[[ RAW DATA open ]]
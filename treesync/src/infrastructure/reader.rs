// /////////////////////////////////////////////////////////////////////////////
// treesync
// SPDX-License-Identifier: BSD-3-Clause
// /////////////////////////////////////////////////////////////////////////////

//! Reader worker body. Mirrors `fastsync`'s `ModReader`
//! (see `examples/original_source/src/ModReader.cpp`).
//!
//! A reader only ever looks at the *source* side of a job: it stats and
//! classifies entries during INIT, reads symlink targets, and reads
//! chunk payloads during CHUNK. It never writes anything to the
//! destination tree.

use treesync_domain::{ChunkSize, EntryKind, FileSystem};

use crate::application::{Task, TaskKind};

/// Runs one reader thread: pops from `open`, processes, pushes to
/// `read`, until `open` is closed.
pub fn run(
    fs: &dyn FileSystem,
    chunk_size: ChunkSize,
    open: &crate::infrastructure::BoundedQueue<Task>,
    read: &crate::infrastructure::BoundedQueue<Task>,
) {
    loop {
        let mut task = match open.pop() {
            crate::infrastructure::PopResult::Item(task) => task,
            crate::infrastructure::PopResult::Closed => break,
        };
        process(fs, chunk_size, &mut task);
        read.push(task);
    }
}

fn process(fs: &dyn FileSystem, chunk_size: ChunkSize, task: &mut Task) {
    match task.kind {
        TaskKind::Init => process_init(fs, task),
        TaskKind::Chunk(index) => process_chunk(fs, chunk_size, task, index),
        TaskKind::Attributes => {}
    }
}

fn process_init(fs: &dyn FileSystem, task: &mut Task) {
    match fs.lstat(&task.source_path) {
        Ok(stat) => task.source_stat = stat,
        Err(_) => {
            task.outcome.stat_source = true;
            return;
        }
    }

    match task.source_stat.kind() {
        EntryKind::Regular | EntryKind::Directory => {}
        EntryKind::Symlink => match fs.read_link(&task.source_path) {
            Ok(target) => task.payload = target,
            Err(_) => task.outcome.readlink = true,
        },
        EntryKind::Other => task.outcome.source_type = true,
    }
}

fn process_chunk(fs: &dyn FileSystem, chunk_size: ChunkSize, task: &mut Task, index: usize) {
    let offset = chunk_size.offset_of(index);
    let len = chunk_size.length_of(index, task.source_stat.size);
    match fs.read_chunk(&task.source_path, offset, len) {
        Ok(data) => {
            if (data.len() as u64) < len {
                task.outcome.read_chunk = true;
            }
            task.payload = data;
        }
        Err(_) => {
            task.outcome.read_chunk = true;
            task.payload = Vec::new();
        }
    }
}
[[ RAW DATA closed ]]
[[ RAW DATA open ]]
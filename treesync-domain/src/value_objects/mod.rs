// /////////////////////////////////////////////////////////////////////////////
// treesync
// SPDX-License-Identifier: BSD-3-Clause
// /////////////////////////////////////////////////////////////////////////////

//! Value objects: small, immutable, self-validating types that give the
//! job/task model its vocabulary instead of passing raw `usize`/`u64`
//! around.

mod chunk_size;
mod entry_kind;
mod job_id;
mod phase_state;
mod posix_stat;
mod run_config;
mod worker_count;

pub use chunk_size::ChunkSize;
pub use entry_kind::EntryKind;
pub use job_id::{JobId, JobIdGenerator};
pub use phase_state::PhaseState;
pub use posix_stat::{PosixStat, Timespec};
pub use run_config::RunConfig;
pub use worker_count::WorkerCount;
[[ RAW DATA closed ]]
[[ RAW DATA open ]]
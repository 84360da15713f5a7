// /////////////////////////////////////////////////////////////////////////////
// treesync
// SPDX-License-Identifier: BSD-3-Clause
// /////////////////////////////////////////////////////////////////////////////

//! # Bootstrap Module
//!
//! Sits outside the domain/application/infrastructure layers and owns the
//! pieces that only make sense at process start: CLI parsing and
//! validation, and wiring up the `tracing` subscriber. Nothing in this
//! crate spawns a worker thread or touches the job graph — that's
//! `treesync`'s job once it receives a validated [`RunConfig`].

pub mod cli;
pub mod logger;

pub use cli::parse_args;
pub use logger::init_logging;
[[ RAW DATA closed ]]
● **WORK TASK**
Copy out precisely the lines from the line with "pub use run_config::RunConfig;" to the line with "pub use worker_count::WorkerCount;" in the material above, including those two lines and omitting all the rest.

● **ANSWER BELOW**
pub use run_config::RunConfig;
pub use worker_count::WorkerCount;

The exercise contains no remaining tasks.